К этому времени силы Лёвы иссякли. Он жил, как выражался Серж, «адской жизнью». Нужду и личные неудачи он переживал легче, чем удары по его вере и гордости. Снова процитируем Сержа: «Не раз, простаивая до рассвета на улицах Монпарнаса, мы совместно пытались распутать клубок московских процессов. Время от времени, остановившись под уличным фонарем, кто-то из нас восклицал: „Мы же в лабиринте чистого безумия!“» Перерабатывая, без копейки в кармане и тревожась за отца, Лёва постоянно жил в этом лабиринте. Он продолжал вторить аргументам своего отца, его осуждениям и надеждам. Но с каждым из процессов в нем что-то ломалось. Его самые яркие воспоминания детства и отрочества были связаны с людьми, находившимися на скамье подсудимых: Каменев был его дядей, Бухарин – почти лучшим другом детства; Раковский, Смирнов, Муралов и многие другие – старшими друзьями и товарищами, и всеми ими он пылко восторгался за их революционные доблести и мужество. Его тяготила их деградация, и он не мог с этим примириться.
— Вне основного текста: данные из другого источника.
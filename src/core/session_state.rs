// Per-session accounting: capital, profit and the tick/trade tables

use serde::Serialize;

use crate::core::spread::{ArbitrageLeg, SpreadAnalysis};
use crate::types::{TickRecord, TradeRecord};

const BALANCE_TOLERANCE: f64 = 1e-9;

#[derive(Debug, Clone, Serialize)]
pub struct SessionState {
    pub start_capital: f64,
    pub capital: f64,
    pub cumulative_profit: f64,
    pub trade_count: u64,
    pub ticks: Vec<TickRecord>,
    pub trades: Vec<TradeRecord>,
}

impl SessionState {
    pub fn new(start_capital: f64) -> Self {
        Self {
            start_capital,
            capital: start_capital,
            cumulative_profit: 0.0,
            trade_count: 0,
            ticks: Vec::new(),
            trades: Vec::new(),
        }
    }

    /// Append a provisional tick: no trade, profit as of now
    pub fn record_tick(&mut self, elapsed_seconds: f64, price1: f64, price2: f64) {
        self.ticks.push(TickRecord {
            elapsed_seconds,
            price1,
            price2,
            trade_executed: false,
            cumulative_profit_at_tick: self.cumulative_profit,
        });
    }

    /// Execute a simulated arbitrage with the whole capital.
    ///
    /// Capital is re-derived from the start snapshot so it never drifts from
    /// `start_capital + cumulative_profit`. The latest tick is marked as traded.
    pub fn apply_trade(
        &mut self,
        elapsed_seconds: f64,
        analysis: &SpreadAnalysis,
        leg: &ArbitrageLeg,
        buy_exchange: &str,
        sell_exchange: &str,
    ) -> &TradeRecord {
        let units = self.capital / leg.buy_price;
        let profit = (leg.sell_price - leg.buy_price) * units;

        self.cumulative_profit += profit;
        self.capital = self.start_capital + self.cumulative_profit;
        self.trade_count += 1;

        if let Some(tick) = self.ticks.last_mut() {
            tick.trade_executed = true;
            tick.cumulative_profit_at_tick = self.cumulative_profit;
        }

        self.trades.push(TradeRecord {
            elapsed_seconds,
            buy_exchange: buy_exchange.to_string(),
            sell_exchange: sell_exchange.to_string(),
            buy_price: leg.buy_price,
            sell_price: leg.sell_price,
            units,
            profit,
            capital_after: self.capital,
            price_diff: analysis.price_diff,
            percent_diff: analysis.percent_diff,
        });

        &self.trades[self.trades.len() - 1]
    }

    pub fn total_profit(&self) -> f64 {
        self.capital - self.start_capital
    }

    pub fn profit_percent(&self) -> f64 {
        self.total_profit() / self.start_capital * 100.0
    }

    /// `capital == start_capital + cumulative_profit`
    pub fn is_balanced(&self) -> bool {
        let scale = self.start_capital.abs().max(1.0);
        (self.capital - (self.start_capital + self.cumulative_profit)).abs() <= BALANCE_TOLERANCE * scale
    }
}

#[cfg(test)]
mod tests {
    use super::*;
    use crate::core::spread::evaluate_spread;

    #[test]
    fn test_trade_updates_capital_and_tick() {
        let mut state = SessionState::new(1000.0);
        state.record_tick(0.0, 100.0, 100.60);

        let analysis = evaluate_spread(100.0, 100.60, 0.5);
        let leg = analysis.opportunity.unwrap();
        let trade = state.apply_trade(0.0, &analysis, &leg, "Binance", "Kraken").clone();

        assert!((trade.units - 10.0).abs() < 1e-9);
        assert!((trade.profit - 6.0).abs() < 1e-9);
        assert!((state.capital - 1006.0).abs() < 1e-9);
        assert_eq!(state.trade_count, 1);
        assert_eq!(trade.buy_exchange, "Binance");
        assert_eq!(trade.sell_exchange, "Kraken");

        let tick = &state.ticks[0];
        assert!(tick.trade_executed);
        assert_eq!(tick.cumulative_profit_at_tick, state.cumulative_profit);
        assert!(state.is_balanced());
    }

    #[test]
    fn test_compounding_stays_balanced() {
        let mut state = SessionState::new(1000.0);
        for i in 0..500 {
            let (p1, p2) = if i % 2 == 0 { (10.0, 10.1) } else { (10.13, 10.02) };
            state.record_tick(i as f64, p1, p2);
            let analysis = evaluate_spread(p1, p2, 0.5);
            if let Some(leg) = analysis.opportunity {
                state.apply_trade(i as f64, &analysis, &leg, "A", "B");
            }
            assert!(state.is_balanced());
        }
        assert_eq!(state.trade_count, 500);
        assert!(state.profit_percent() > 0.0);
    }
}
Как же было можно сломать каждого из них и заставить их ползти сквозь грязь и кровь? Неужели хотя бы один из них не встанет со своего места на скамье подсудимых, не отречется от своего признания и не разорвет на кусочки все эти фальшивые и ужасные обвинения? Напрасно Лёва ждал, что это произойдет. Он был потрясен, когда сообщили, что вдова Ленина выступила в поддержку судебных процессов. В который уже раз он повторял, что сталинистская бюрократия, мечтая превратиться в класс собственников, окончательно предала революцию. Но даже такое объяснение не может быть причиной всей этой крови и жестокости. Да, это лабиринт истинного безумия – сможет ли дальновидный гений его отца отыскать выход из него?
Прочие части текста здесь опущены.